The fact that the Democrats, including Maryland’s Ben Cardin, are jumping on board with the Corker bill is evidence that something is very wrong. As Politico notes:

The low-key Cardin engaged in a furious round of negotiations with gregarious Senate Foreign Relations Committee Chairman Bob Corker, prompting something that was once viewed as almost unthinkable: a bipartisan deal for Congress to review an Iran nuclear deal — with the blessing of President Barack Obama and House Minority Leader Nancy Pelosi.
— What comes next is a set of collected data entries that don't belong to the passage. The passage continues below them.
//! Slug generation engine.
//!
//! Turns arbitrary Unicode text into short, URL-safe slugs. The pipeline is:
//!
//! 1. Split the text into plain and acronym spans (`segment`)
//! 2. Pretranslate and transliterate each span, uppercasing acronym spans
//!    again so `"ÜBER"` stays `"UEBER"` (or lowercase everything with `to_lower`)
//! 3. Bound the length before punctuation disappears, either word-safe or at
//!    the first clause (`truncate`)
//! 4. Drop unwanted characters and stop words (`sanitize`)
//! 5. Join tokens under the length cap (`join`), optionally capitalizing
//!
//! ## Quick start
//!
//! ```rust
//! use slugcore::{slugify, Overrides, Slugify};
//!
//! assert_eq!(slugify("This % is a test ---"), "This-is-a-test");
//!
//! let mut engine = Slugify::new();
//! engine.set_stop_words(["a", "the"]);
//! assert_eq!(engine.slugify("The red apple"), "red-apple");
//! assert_eq!(
//!     engine.slugify_with("one two three four", &Overrides::new().max_length(12)),
//!     "one-two-four"
//! );
//! ```
//!
//! ## Guarantees
//!
//! - Calls are pure: same engine configuration and text, same slug
//! - The slug never starts or ends with the separator and holds only
//!   alphanumerics, safe characters and separators
//! - With a non-zero `max_length` the slug has at most that many characters
//! - Configuration errors surface when an engine is built, never per call
//!
//! [`UniqueSlugify`] adds a registry on top so repeated texts get `-1`, `-2`
//! suffixes, safely across threads.

mod classify;
mod config;
mod decode;
mod engine;
mod error;
mod join;
mod pretranslate;
mod sanitize;
mod segment;
mod transliterate;
mod truncate;
mod unique;

pub use crate::classify::{
    is_alphanumeric, is_lower, is_sentence_break, is_terminal_punctuation, is_upper,
};
pub use crate::config::{
    Overrides, SlugOptions, DEFAULT_MAX_LENGTH, DEFAULT_MIN_LENGTH, DEFAULT_SEPARATOR,
};
pub use crate::decode::decode_lenient;
pub use crate::engine::{slugify, Slugify, SlugifyBuilder};
pub use crate::error::SlugError;
pub use crate::join::join_words;
pub use crate::pretranslate::{Pretranslate, PretranslateMap, TextFn};
pub use crate::sanitize::UnwantedMatcher;
pub use crate::segment::{segment, Span, SpanKind};
pub use crate::transliterate::{Transliterate, TransliterateKind};
pub use crate::truncate::{avoid_truncated_word, extract_phrase, PHRASE_MARKS};
pub use crate::unique::{Issued, UniqueSlugify};

#[cfg(test)]
mod tests {
    use super::*;

    #[test]
    fn components_compose_like_the_engine() {
        let text = "Öl und SÜD";
        let pre = Pretranslate::from_pairs([("ö", "oe"), ("ü", "ue")]).expect("valid table");
        let translit = Transliterate::default();

        let mut assembled = String::new();
        for span in segment(text) {
            let part = translit.apply(&pre.apply(span.text)).into_owned();
            match span.kind {
                SpanKind::Upper => assembled.push_str(&part.to_uppercase()),
                SpanKind::Plain => assembled.push_str(&part),
            }
        }
        let bounded = avoid_truncated_word(&assembled, DEFAULT_MAX_LENGTH);
        let words = UnwantedMatcher::new("", &[] as &[&str]).sanitize(&bounded);
        let slug = join_words(&words, DEFAULT_SEPARATOR, DEFAULT_MAX_LENGTH);

        let engine = Slugify::builder().pretranslate(pre).build();
        assert_eq!(slug, "Oel-und-SUED");
        assert_eq!(engine.slugify(text), slug);
    }

    #[test]
    fn slug_never_has_edge_separators() {
        let engine = Slugify::new();
        for text in ["--a--", "  b  ", "%c%", "___", "", "д"] {
            let slug = engine.slugify(text);
            assert!(!slug.starts_with('-') && !slug.ends_with('-'), "{text:?} -> {slug:?}");
        }
    }

    #[test]
    fn default_free_function_matches_fresh_engine() {
        let engine = Slugify::new();
        for text in ["C'est déjà l'été.", "UP Title", "北亰"] {
            assert_eq!(slugify(text), engine.slugify(text));
        }
    }
}
use std::borrow::Cow;

/// Decodes UTF-8, silently dropping byte sequences that are not valid.
///
/// Valid input is borrowed as is.
pub fn decode_lenient(bytes: &[u8]) -> Cow<'_, str> {
    let mut chunks = bytes.utf8_chunks();
    let Some(first) = chunks.next() else {
        return Cow::Borrowed("");
    };
    if first.invalid().is_empty() {
        return Cow::Borrowed(first.valid());
    }

    let mut text = String::with_capacity(bytes.len());
    text.push_str(first.valid());
    for chunk in chunks {
        text.push_str(chunk.valid());
    }
    Cow::Owned(text)
}
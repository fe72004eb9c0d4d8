//! Case-transition segmentation.
//!
//! Splits text into spans that are either passed through untouched or must
//! be forced to uppercase after transliteration. This keeps acronyms such as
//! `"UP"` or `"ПОШЁЛ"` intact while camel-cased words keep their case.
//!
//! A character starts an uppercase span when it is:
//!
//! 1. part of a maximal run of two or more uppercase letters;
//! 2. a lone uppercase letter followed by a bridge stretch that contains two
//!    adjacent uppercase letters (`"Я ПОШёл"` tags `Я`);
//! 3. a lone uppercase letter preceded by two adjacent uppercase letters and
//!    a bridge stretch (`"пошЁЛ Я"` tags `Я`), unless the next character is
//!    lowercase or the next two are a sentence break and an uppercase letter.
//!
//! A bridge character is anything that is not a lowercase letter and not a
//! sentence break (see [`crate::classify::is_sentence_break`]). Bridges may
//! contain letters, digits, spaces and commas.

use crate::classify::{is_lower, is_sentence_break, is_upper};

/// How a span is treated when the engine assembles its output.
#[derive(Debug, Clone, Copy, PartialEq, Eq)]
pub enum SpanKind {
    /// Keep whatever case transliteration produces.
    Plain,
    /// Uppercase the transliterated text.
    Upper,
}

/// A borrowed slice of the input with its casing policy.
#[derive(Debug, Clone, Copy, PartialEq, Eq)]
pub struct Span<'a> {
    pub text: &'a str,
    pub kind: SpanKind,
}

impl<'a> Span<'a> {
    fn new(text: &'a str, kind: SpanKind) -> Self {
        Self { text, kind }
    }
}

/// Splits `text` into alternating plain and uppercase spans.
///
/// Concatenating the span texts yields `text` again. Empty input gives no
/// spans; text without acronyms gives a single plain span.
pub fn segment(text: &str) -> Vec<Span<'_>> {
    if text.is_empty() {
        return Vec::new();
    }

    let scan = CaseScan::new(text);
    let n = scan.chars.len();
    let mut spans = Vec::new();
    let mut plain_start = 0;
    let mut i = 0;

    while i < n {
        match scan.upper_span_end(i) {
            Some(end) => {
                if plain_start < i {
                    spans.push(Span::new(scan.slice(plain_start, i), SpanKind::Plain));
                }
                spans.push(Span::new(scan.slice(i, end), SpanKind::Upper));
                i = end;
                plain_start = end;
            }
            None => i += 1,
        }
    }

    if plain_start < n {
        spans.push(Span::new(scan.slice(plain_start, n), SpanKind::Plain));
    }
    spans
}

/// Per-character lookup tables so every position is classified in O(1).
struct CaseScan<'a> {
    text: &'a str,
    chars: Vec<char>,
    /// Byte offset of each char, plus `text.len()` as a sentinel.
    offsets: Vec<usize>,
    /// First non-bridge index at or after `j`.
    bridge_end: Vec<usize>,
    /// Start of the bridge stretch that ends right before `j`.
    bridge_start: Vec<usize>,
    /// Smallest `k >= j` where `k` and `k + 1` are both uppercase.
    pair_at_or_after: Vec<Option<usize>>,
    /// Largest `k` where `k + 1 < j` and `k`, `k + 1` are both uppercase.
    pair_before: Vec<Option<usize>>,
}

impl<'a> CaseScan<'a> {
    fn new(text: &'a str) -> Self {
        let mut chars = Vec::with_capacity(text.len());
        let mut offsets = Vec::with_capacity(text.len() + 1);
        for (idx, ch) in text.char_indices() {
            offsets.push(idx);
            chars.push(ch);
        }
        offsets.push(text.len());

        let n = chars.len();
        let bridge = |ch: char| !is_lower(ch) && !is_sentence_break(ch);
        let pair = |k: usize| k + 1 < n && is_upper(chars[k]) && is_upper(chars[k + 1]);

        let mut bridge_end = vec![n; n + 1];
        let mut pair_at_or_after = vec![None; n + 1];
        for j in (0..n).rev() {
            bridge_end[j] = if bridge(chars[j]) { bridge_end[j + 1] } else { j };
            pair_at_or_after[j] = if pair(j) { Some(j) } else { pair_at_or_after[j + 1] };
        }

        let mut bridge_start = vec![0; n + 1];
        let mut pair_before = vec![None; n + 1];
        for j in 1..=n {
            bridge_start[j] = if bridge(chars[j - 1]) { bridge_start[j - 1] } else { j };
            pair_before[j] = if j >= 2 && pair(j - 2) {
                Some(j - 2)
            } else {
                pair_before[j - 1]
            };
        }

        Self {
            text,
            chars,
            offsets,
            bridge_end,
            bridge_start,
            pair_at_or_after,
            pair_before,
        }
    }

    fn slice(&self, start: usize, end: usize) -> &'a str {
        &self.text[self.offsets[start]..self.offsets[end]]
    }

    /// End (exclusive char index) of the uppercase span starting at `i`.
    fn upper_span_end(&self, i: usize) -> Option<usize> {
        if !is_upper(self.chars[i]) {
            return None;
        }

        let mut end = i + 1;
        while end < self.chars.len() && is_upper(self.chars[end]) {
            end += 1;
        }
        if end - i >= 2 {
            return Some(end);
        }

        (self.precedes_acronym(i) || self.follows_acronym(i)).then_some(i + 1)
    }

    /// Lone uppercase letter at `i` with an acronym further along the bridge.
    fn precedes_acronym(&self, i: usize) -> bool {
        let n = self.chars.len();
        if i + 2 >= n {
            return false;
        }
        let stretch_end = self.bridge_end[i + 1];
        match self.pair_at_or_after[i + 2] {
            Some(k) => k + 1 < stretch_end,
            None => false,
        }
    }

    /// Lone uppercase letter at `i` with an acronym earlier along the bridge.
    fn follows_acronym(&self, i: usize) -> bool {
        if i < 3 {
            return false;
        }
        let stretch_start = self.bridge_start[i];
        let has_acronym = matches!(self.pair_before[i - 1], Some(k) if k >= stretch_start);
        if !has_acronym {
            return false;
        }

        match self.chars.get(i + 1) {
            Some(&next) if is_lower(next) => false,
            Some(&next) if is_sentence_break(next) => {
                !self.chars.get(i + 2).is_some_and(|&after| is_upper(after))
            }
            _ => true,
        }
    }
}
use slugkit::{Overrides, Slugify, SlugkitConfig, slugify};

const SAMPLES: &[&str] = &[
    "This % is a test ---",
    "C'est déjà l'été.",
    "Öl und SÜD",
    "UP Я.Б.Ч",
    "Someone must have slandered Josef K., for one morning",
    "   ",
    "x",
];

#[test]
fn same_text_same_slug() {
    let a = Slugify::new();
    let b = Slugify::new();
    for text in SAMPLES {
        assert_eq!(a.slugify(text), b.slugify(text), "{text:?}");
        assert_eq!(a.slugify(text), slugify(text), "{text:?}");
    }
}

#[test]
fn slug_is_a_fixed_point() {
    let engine = Slugify::new();
    for text in SAMPLES {
        let once = engine.slugify(text);
        assert_eq!(engine.slugify(&once), once, "{text:?}");
    }
}

#[test]
fn max_length_bounds_every_slug() {
    let engine = Slugify::new();
    for text in SAMPLES {
        for max in 1..30 {
            let slug = engine.slugify_with(text, &Overrides::new().max_length(max));
            assert!(slug.chars().count() <= max, "{text:?} at {max}: {slug:?}");
        }
    }
}

#[test]
fn no_edge_or_doubled_separators() {
    let engine = Slugify::builder().separator("_").build();
    for text in SAMPLES {
        let slug = engine.slugify(text);
        assert!(!slug.starts_with('_') && !slug.ends_with('_'), "{slug:?}");
        assert!(!slug.contains("__"), "{slug:?}");
    }
}

#[test]
fn lowercase_slugs_are_lowercase() {
    let engine = Slugify::builder().to_lower(true).build();
    for text in SAMPLES {
        let slug = engine.slugify(text);
        assert_eq!(slug, slug.to_lowercase(), "{text:?}");
    }
}

#[test]
fn config_file_and_builder_agree() {
    let yaml = r#"
version: "1.0"
slug:
  to_lower: true
  stop_words: ["a", "the"]
  separator: "_"
"#;
    let from_file = SlugkitConfig::from_yaml(yaml).unwrap().build_slugify().unwrap();
    let built = Slugify::builder()
        .to_lower(true)
        .stop_words(["a", "the"])
        .separator("_")
        .build();
    for text in SAMPLES {
        assert_eq!(from_file.slugify(text), built.slugify(text), "{text:?}");
    }
}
This bill looks tough because it forces the president to submit his Iran agreement to the senate, but as McCarthy adds:

Once the deal is submitted, Congress would have 60 days (or perhaps as few as 30 days) to act. If within that period both houses of Congress failed to enact a resolution of disapproval, the agreement would be deemed legally binding — meaning that the sanctions the Iranian regime is chafing under would be lifted. As Corker, other Republican leaders, and the president well know, passage of a resolution of disapproval — even if assured in the House with its commanding Republican majority — could be blocked by the familiar, lockstep parliamentary maneuvering of just 40 Senate Democrats. More significantly, even if enacted in the Senate, the resolution would be vetoed by Obama. As with the resolutions of disapproval on debt increases, it is nearly inconceivable that Obama’s veto would be overridden.

Instead of the president needing 67 senators to approve his Iran deal, now the Senate will need 67 votes to block the deal.

What? Why would the senators subvert the Constitution, turn the process upside down, and virtually ensure that they cannot block whatever the president presents?

This is the same old story of the leadership voting yes to let the bill out of committee so that they can futilely vote no on the floor. What they could kill in committee, they willfully let advance and then make a big show of voting no to their constituents back home. The details are different, but the story is the same.

Do not be taken in by this craven show of weakness by the GOP leadership hidden by a pose of strength. We have been sold down the river once again.